Hopefully in future, "documentation", "blogposts from randoms", etc. help alleviate that pain as more people use it.

yewenjie · 4 years ago
Yup. I run one laptop and four servers on Nix. It is the only sane option I have come across so far(I used bare git repos with Arch before).
mattlondon · 4 years ago
Just use vscode and remotes. Zero hassle and zero friction - just fire up and start coding. It is seamless.

I use it on windows, Debian, macos and even Chromebooks and don't have to worry about any kind of syncing. It just works

It has a built in settings sync thing, but as a general rule I strongly strongly avoid the use custom settings (in anything) to avoid the issue you are facing. There is in my experience a huge productivity gain to be had by just being pragmatic and using (and knowing) defaults in everything you use frequently, and not being a useless prima dona if your custom key bindings are missing from every single machine you need to use each day/week/month/year. We jump around servers and computers frequently, so I find it is easiest and most productive to just go with the flow and use the defaults so I can be working immediately as soon as I SSH into a new host or am given a new laptop to use for a 3 week long contract or whatever.

davegauer · 4 years ago
Yeah, mixed environments are really tough. Though (most) of my machines are Linux, they often have _some_ stuff that should be the same and _some_ stuff that should not. My solution has been to use the fine-grained GNU Stow approach, which allows me to apply only the bits I need for a particular machine.
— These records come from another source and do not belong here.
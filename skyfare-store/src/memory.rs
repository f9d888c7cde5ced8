use async_trait::async_trait;
use chrono::Utc;
use std::collections::{BTreeMap, HashMap};
use std::sync::atomic::{AtomicI64, AtomicU64, Ordering};
use std::sync::{Arc, Mutex, RwLock, RwLockReadGuard, RwLockWriteGuard};
use std::time::Duration;
use tokio::sync::{Mutex as FlightMutex, OwnedMutexGuard};
use tracing::debug;
use skyfare_core::repository::{BookingRepository, FareHistoryRepository, FlightLocks, FlightRepository, FlightTransaction};
use skyfare_core::search::FlightSearch;
use skyfare_core::{Booking, BookingStatus, CoreError, CoreResult, FareHistoryEntry, FarePoint, Flight, NewBooking, NewFlight};

#[derive(Default)]
struct Tables {
    flights: BTreeMap<i64, Flight>,
    bookings: BTreeMap<i64, Booking>,
    // (append sequence, entry); the sequence breaks timestamp ties
    fares: Vec<(u64, FareHistoryEntry)>,
}

type SharedTables = Arc<RwLock<Tables>>;

fn read(tables: &SharedTables) -> CoreResult<RwLockReadGuard<'_, Tables>> {
    tables
        .read()
        .map_err(|_| CoreError::InternalError("in-memory tables poisoned".to_string()))
}

fn write(tables: &SharedTables) -> CoreResult<RwLockWriteGuard<'_, Tables>> {
    tables
        .write()
        .map_err(|_| CoreError::InternalError("in-memory tables poisoned".to_string()))
}

/// Process-local store used by tests and by `storage = "memory"` deployments.
///
/// Per-flight exclusion comes from one `tokio::sync::Mutex` per flight id,
/// created lazily. Table access itself sits behind a short-lived `RwLock`
/// that is never held across an await.
pub struct InMemoryStore {
    tables: SharedTables,
    flight_locks: Mutex<HashMap<i64, Arc<FlightMutex<()>>>>,
    next_flight_id: AtomicI64,
    next_booking_id: Arc<AtomicI64>,
    next_fare_seq: AtomicU64,
}

impl InMemoryStore {
    pub fn new() -> Self {
        Self {
            tables: Arc::new(RwLock::new(Tables::default())),
            flight_locks: Mutex::new(HashMap::new()),
            next_flight_id: AtomicI64::new(1),
            next_booking_id: Arc::new(AtomicI64::new(1)),
            next_fare_seq: AtomicU64::new(0),
        }
    }

    fn flight_lock(&self, flight_id: i64) -> CoreResult<Arc<FlightMutex<()>>> {
        let mut locks = self
            .flight_locks
            .lock()
            .map_err(|_| CoreError::InternalError("flight lock map poisoned".to_string()))?;
        Ok(locks
            .entry(flight_id)
            .or_insert_with(|| Arc::new(FlightMutex::new(())))
            .clone())
    }
}

impl Default for InMemoryStore {
    fn default() -> Self {
        Self::new()
    }
}

#[async_trait]
impl FlightRepository for InMemoryStore {
    async fn list_flights(&self) -> CoreResult<Vec<Flight>> {
        Ok(read(&self.tables)?.flights.values().cloned().collect())
    }

    async fn get_flight(&self, flight_id: i64) -> CoreResult<Option<Flight>> {
        Ok(read(&self.tables)?.flights.get(&flight_id).cloned())
    }

    async fn get_flight_by_no(&self, flight_no: &str) -> CoreResult<Option<Flight>> {
        Ok(read(&self.tables)?
            .flights
            .values()
            .find(|f| f.flight_no == flight_no)
            .cloned())
    }

    async fn search_flights(&self, search: &FlightSearch) -> CoreResult<Vec<Flight>> {
        Ok(read(&self.tables)?
            .flights
            .values()
            .filter(|f| search.matches(f))
            .cloned()
            .collect())
    }

    async fn create_flight(&self, flight: &NewFlight) -> CoreResult<Flight> {
        let mut tables = write(&self.tables)?;
        if tables.flights.values().any(|f| f.flight_no == flight.flight_no) {
            return Err(CoreError::DuplicateFlight(flight.flight_no.clone()));
        }

        let flight_id = self.next_flight_id.fetch_add(1, Ordering::SeqCst);
        let created = flight.clone().into_flight(flight_id);
        tables.flights.insert(flight_id, created.clone());
        Ok(created)
    }
}

#[async_trait]
impl BookingRepository for InMemoryStore {
    async fn list_bookings(&self) -> CoreResult<Vec<Booking>> {
        Ok(read(&self.tables)?.bookings.values().cloned().collect())
    }

    async fn get_booking(&self, pnr: &str) -> CoreResult<Option<Booking>> {
        Ok(read(&self.tables)?
            .bookings
            .values()
            .find(|b| b.pnr == pnr)
            .cloned())
    }

    async fn pnr_exists(&self, pnr: &str) -> CoreResult<bool> {
        Ok(read(&self.tables)?.bookings.values().any(|b| b.pnr == pnr))
    }

    async fn trans_id_exists(&self, trans_id: &str) -> CoreResult<bool> {
        Ok(read(&self.tables)?.bookings.values().any(|b| b.trans_id == trans_id))
    }
}

#[async_trait]
impl FareHistoryRepository for InMemoryStore {
    async fn append_fare(&self, entry: &FareHistoryEntry) -> CoreResult<()> {
        let seq = self.next_fare_seq.fetch_add(1, Ordering::SeqCst);
        write(&self.tables)?.fares.push((seq, entry.clone()));
        Ok(())
    }

    async fn recent_fares(&self, flight_no: &str, limit: usize) -> CoreResult<Vec<FarePoint>> {
        let tables = read(&self.tables)?;
        let mut rows: Vec<&(u64, FareHistoryEntry)> = tables
            .fares
            .iter()
            .filter(|(_, entry)| entry.flight_no == flight_no)
            .collect();
        rows.sort_by(|(seq_a, a), (seq_b, b)| b.timestamp.cmp(&a.timestamp).then(seq_b.cmp(seq_a)));

        Ok(rows
            .into_iter()
            .take(limit)
            .map(|(_, entry)| FarePoint::from(entry.clone()))
            .collect())
    }

    async fn has_fare_history(&self, flight_no: &str) -> CoreResult<bool> {
        Ok(read(&self.tables)?
            .fares
            .iter()
            .any(|(_, entry)| entry.flight_no == flight_no))
    }
}

#[async_trait]
impl FlightLocks for InMemoryStore {
    async fn lock_flight(&self, flight_id: i64, wait: Duration) -> CoreResult<Box<dyn FlightTransaction>> {
        if !read(&self.tables)?.flights.contains_key(&flight_id) {
            return Err(CoreError::FlightNotFound(flight_id.to_string()));
        }

        let lock = self.flight_lock(flight_id)?;
        let guard = tokio::time::timeout(wait, lock.lock_owned())
            .await
            .map_err(|_| CoreError::Busy(format!("flight {} is locked by another operation", flight_id)))?;

        // Re-read under the lock: the previous holder may have changed it.
        let flight = read(&self.tables)?
            .flights
            .get(&flight_id)
            .cloned()
            .ok_or_else(|| CoreError::FlightNotFound(flight_id.to_string()))?;

        debug!(flight_id, "flight locked");
        Ok(Box::new(MemoryFlightTransaction {
            _guard: guard,
            tables: self.tables.clone(),
            next_booking_id: self.next_booking_id.clone(),
            flight,
            seats_dirty: false,
            staged: BTreeMap::new(),
        }))
    }
}

/// Unit of work over one flight. Writes are staged locally and applied in
/// one step by `commit`; dropping it discards them.
struct MemoryFlightTransaction {
    _guard: OwnedMutexGuard<()>,
    tables: SharedTables,
    next_booking_id: Arc<AtomicI64>,
    flight: Flight,
    seats_dirty: bool,
    // inserted or updated bookings, keyed by booking id
    staged: BTreeMap<i64, Booking>,
}

impl MemoryFlightTransaction {
    /// Current view of this flight's bookings: staged rows shadow committed ones.
    fn find<P>(&self, predicate: P) -> CoreResult<Option<Booking>>
    where
        P: Fn(&Booking) -> bool,
    {
        if let Some(b) = self.staged.values().find(|b| predicate(*b)) {
            return Ok(Some(b.clone()));
        }

        let tables = read(&self.tables)?;
        Ok(tables
            .bookings
            .values()
            .filter(|b| b.flight_id == self.flight.flight_id && !self.staged.contains_key(&b.booking_id))
            .find(|b| predicate(*b))
            .cloned())
    }
}

#[async_trait]
impl FlightTransaction for MemoryFlightTransaction {
    fn flight(&self) -> &Flight {
        &self.flight
    }

    async fn set_seats_available(&mut self, seats_available: i32) -> CoreResult<()> {
        if seats_available < 0 || seats_available > self.flight.total_seats {
            return Err(CoreError::InternalError(format!(
                "seats_available {} out of bounds for flight {}",
                seats_available, self.flight.flight_no
            )));
        }
        self.flight.seats_available = seats_available;
        self.seats_dirty = true;
        Ok(())
    }

    async fn seat_holder(&mut self, seat_no: i32) -> CoreResult<Option<Booking>> {
        self.find(|b| b.seat_no == seat_no && b.status.holds_seat())
    }

    async fn find_booking(&mut self, pnr: &str) -> CoreResult<Option<Booking>> {
        self.find(|b| b.pnr == pnr)
    }

    async fn insert_booking(&mut self, booking: NewBooking) -> CoreResult<Booking> {
        if booking.flight_id != self.flight.flight_id {
            return Err(CoreError::InternalError(format!(
                "booking for flight {} written through lock on flight {}",
                booking.flight_id, self.flight.flight_id
            )));
        }
        let booking_id = self.next_booking_id.fetch_add(1, Ordering::SeqCst);
        let booking = booking.into_booking(booking_id);
        self.staged.insert(booking_id, booking.clone());
        Ok(booking)
    }

    async fn update_booking_status(&mut self, booking_id: i64, status: BookingStatus) -> CoreResult<Booking> {
        let mut booking = self
            .find(|b| b.booking_id == booking_id)?
            .ok_or_else(|| CoreError::BookingNotFound(booking_id.to_string()))?;
        booking.status = status;
        booking.updated_at = Utc::now();
        self.staged.insert(booking_id, booking.clone());
        Ok(booking)
    }

    async fn commit(self: Box<Self>) -> CoreResult<()> {
        let this = *self;
        let mut tables = write(&this.tables)?;

        // Identifier uniqueness is enforced here, as a unique index would.
        for booking in this.staged.values() {
            let clash = tables.bookings.values().find(|existing| {
                existing.booking_id != booking.booking_id
                    && (existing.pnr == booking.pnr || existing.trans_id == booking.trans_id)
            });
            if let Some(existing) = clash {
                let id = if existing.pnr == booking.pnr { &booking.pnr } else { &booking.trans_id };
                return Err(CoreError::IdentifierCollision(id.clone()));
            }
        }

        if this.seats_dirty {
            tables.flights.insert(this.flight.flight_id, this.flight.clone());
        }
        for (booking_id, booking) in this.staged {
            tables.bookings.insert(booking_id, booking);
        }
        Ok(())
    }
}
The files you're managing don't even need to be text, though, of course, it makes versioning, etc. a lot easier.

I also check the host name in some of the scripts to modify behavior depending on the machine.

I did a write-up about my whole setup (emphasis on GNU Stow + Git) here:

https://ratfactor.com/setup2

hummusandsushi · 4 years ago
I also use GNU Stow + Git and has worked well for me. For files I want to sync that I don't need versioning for and it is important that I have them available even in cases where I may have forgotten to commit my changes on some individual machine, I use Syncthing[1], which is really great for the more Dropbox-y kind of cross-machine sync that I also have a need for.
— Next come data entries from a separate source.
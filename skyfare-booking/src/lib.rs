pub mod pnr;
pub mod orchestrator;
pub mod manager;
pub mod fares;
pub mod market;

pub use fares::{FareService, FlightView, DEFAULT_HISTORY_LIMIT};
pub use manager::{
    BookingManager, CancellationReceipt, ConfirmationReceipt, PaymentReceipt, ReservationReceipt, ReservationRequest,
};
pub use market::{BatchReport, FixedStep, MarketSimulator, RandomSteps, StepSource};
pub use orchestrator::{FixedPaymentAdapter, PaymentOrchestrator, SimulatedPaymentAdapter};
pub use pnr::{IdSource, RandomIds};
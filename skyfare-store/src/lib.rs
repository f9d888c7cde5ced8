pub mod app_config;
pub mod database;
pub mod memory;
pub mod flight_repo;
pub mod booking_repo;
pub mod fare_repo;
pub mod ledger;

pub use database::DbClient;
pub use flight_repo::PgStore;
pub use memory::InMemoryStore;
[1]: https://syncthing.net/

ryangibb · 4 years ago
I used to use a git repo of dotfiles which used a script to symlink into $HOME: https://github.com/RyanGibb/dotfiles

But there were a few problems with it: - installed packages needed to be managed separately (the mechanisms for which varied by platform) - managing differing configs for different machines (e.g. headless servers, hardware quirks) was done by managing different branches of this repo and rebasing, which was a pain - it was generally brittle and hard to change

I've started to use https://nixos.org/ and it's been like night and day: https://github.com/RyanGibb/nixos/

My config is version controlled, reproducible, manages packages, and is very composable.

Using the nix package manager and https://github.com/nix-community/home-manager this should work on other Linux distributions, MacOS, and even Windows Subsystem for Linux. Although I haven't tried this for myself yet.

sethd · 4 years ago
Like a few others here, I use git with a .dotfiles directory, which uses an install script that creates symblinks (among other things). It's grown a lot of over the years (maybe decade now?) and I've been meaning to look into using something like GNU Stow, but haven't got around to it.
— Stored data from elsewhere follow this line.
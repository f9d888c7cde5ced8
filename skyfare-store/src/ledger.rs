use async_trait::async_trait;
use chrono::Utc;
use sqlx::{Postgres, Transaction};
use std::time::Duration;
use tracing::debug;
use skyfare_core::repository::{FlightLocks, FlightTransaction};
use skyfare_core::{Booking, BookingStatus, CoreError, CoreResult, Flight, NewBooking};
use crate::booking_repo::{BookingRow, BOOKING_COLUMNS};
use crate::database::db_error;
use crate::flight_repo::{FlightRow, PgStore, FLIGHT_COLUMNS};

#[async_trait]
impl FlightLocks for PgStore {
    async fn lock_flight(&self, flight_id: i64, wait: Duration) -> CoreResult<Box<dyn FlightTransaction>> {
        let mut tx = self.pool.begin().await.map_err(db_error)?;

        // lock_timeout does not take bind parameters
        let timeout_ms = wait.as_millis().max(1);
        sqlx::query(&format!("SET LOCAL lock_timeout = '{}ms'", timeout_ms))
            .execute(&mut *tx)
            .await
            .map_err(db_error)?;

        let row = sqlx::query_as::<_, FlightRow>(&format!(
            "SELECT {} FROM flights WHERE flight_id = $1 FOR UPDATE",
            FLIGHT_COLUMNS
        ))
        .bind(flight_id)
        .fetch_optional(&mut *tx)
        .await
        .map_err(|e| match db_error(e) {
            CoreError::Busy(_) => CoreError::Busy(format!("flight {} is locked by another operation", flight_id)),
            other => other,
        })?;

        let flight: Flight = row
            .ok_or_else(|| CoreError::FlightNotFound(flight_id.to_string()))?
            .into();

        debug!(flight_id, "flight row locked");
        Ok(Box::new(PgFlightTransaction { tx, flight }))
    }
}

/// Row-locked unit of work. Writes go straight into the open database
/// transaction; dropping it without `commit` rolls them back.
struct PgFlightTransaction {
    tx: Transaction<'static, Postgres>,
    flight: Flight,
}

impl PgFlightTransaction {
    async fn fetch_booking(&mut self, filter: &str, value: &str) -> CoreResult<Option<Booking>> {
        let row = sqlx::query_as::<_, BookingRow>(&format!(
            "SELECT {} FROM bookings WHERE flight_id = $1 AND {} = $2",
            BOOKING_COLUMNS, filter
        ))
        .bind(self.flight.flight_id)
        .bind(value)
        .fetch_optional(&mut *self.tx)
        .await
        .map_err(db_error)?;

        row.map(Booking::try_from).transpose()
    }
}

#[async_trait]
impl FlightTransaction for PgFlightTransaction {
    fn flight(&self) -> &Flight {
        &self.flight
    }

    async fn set_seats_available(&mut self, seats_available: i32) -> CoreResult<()> {
        if seats_available < 0 || seats_available > self.flight.total_seats {
            return Err(CoreError::InternalError(format!(
                "seats_available {} out of bounds for flight {}",
                seats_available, self.flight.flight_no
            )));
        }

        sqlx::query("UPDATE flights SET seats_available = $1 WHERE flight_id = $2")
            .bind(seats_available)
            .bind(self.flight.flight_id)
            .execute(&mut *self.tx)
            .await
            .map_err(db_error)?;

        self.flight.seats_available = seats_available;
        Ok(())
    }

    async fn seat_holder(&mut self, seat_no: i32) -> CoreResult<Option<Booking>> {
        let row = sqlx::query_as::<_, BookingRow>(&format!(
            "SELECT {} FROM bookings WHERE flight_id = $1 AND seat_no = $2 AND status IN ('Reserved', 'Confirmed')",
            BOOKING_COLUMNS
        ))
        .bind(self.flight.flight_id)
        .bind(seat_no)
        .fetch_optional(&mut *self.tx)
        .await
        .map_err(db_error)?;

        row.map(Booking::try_from).transpose()
    }

    async fn find_booking(&mut self, pnr: &str) -> CoreResult<Option<Booking>> {
        self.fetch_booking("pnr", pnr).await
    }

    async fn insert_booking(&mut self, booking: NewBooking) -> CoreResult<Booking> {
        if booking.flight_id != self.flight.flight_id {
            return Err(CoreError::InternalError(format!(
                "booking for flight {} written through lock on flight {}",
                booking.flight_id, self.flight.flight_id
            )));
        }

        let row = sqlx::query_as::<_, BookingRow>(&format!(
            r#"
            INSERT INTO bookings (pnr, trans_id, flight_id, flight_no, origin, destination, passenger_name,
                                  passenger_contact, seat_no, status, price_cents, created_at, updated_at)
            VALUES ($1, $2, $3, $4, $5, $6, $7, $8, $9, $10, $11, $12, $12)
            RETURNING {}
            "#,
            BOOKING_COLUMNS
        ))
        .bind(&booking.pnr)
        .bind(&booking.trans_id)
        .bind(booking.flight_id)
        .bind(&booking.flight_no)
        .bind(&booking.origin)
        .bind(&booking.destination)
        .bind(&booking.passenger_name)
        .bind(&booking.passenger_contact)
        .bind(booking.seat_no)
        .bind(booking.status.as_str())
        .bind(booking.price_cents)
        .bind(booking.created_at)
        .fetch_one(&mut *self.tx)
        .await
        .map_err(db_error)?;

        row.try_into()
    }

    async fn update_booking_status(&mut self, booking_id: i64, status: BookingStatus) -> CoreResult<Booking> {
        let row = sqlx::query_as::<_, BookingRow>(&format!(
            "UPDATE bookings SET status = $1, updated_at = $2 WHERE booking_id = $3 AND flight_id = $4 RETURNING {}",
            BOOKING_COLUMNS
        ))
        .bind(status.as_str())
        .bind(Utc::now())
        .bind(booking_id)
        .bind(self.flight.flight_id)
        .fetch_optional(&mut *self.tx)
        .await
        .map_err(db_error)?;

        row.ok_or_else(|| CoreError::BookingNotFound(booking_id.to_string()))?
            .try_into()
    }

    async fn commit(self: Box<Self>) -> CoreResult<()> {
        self.tx.commit().await.map_err(db_error)
    }
}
The install script and configuration works on macOS and Linux, but sometimes requires updating when running on a new machine (like recently when provisioning a new M1 Max MacBook Pro). At one point I had it installing default packages (particularly a lot of stuff from Homebrew), but ultimately moved away from that because I realized it just kept too much old unused cruft hanging around.

I also have my configuration files setup so that it can be used for work or personal machine. For example, my .gitconfig includes another config when in the ~/work directory:

    [includeIf "gitdir:~/work/"]
      # work-specific settings (override email, etc.)
      path = ~/work/.gitconfig.inc
https://github.com/sethdeckard/dotfiles

bloopernova · 4 years ago
I'd never heard of the Include behaviour for gitconfig files. That's really nice, thank you for sharing that!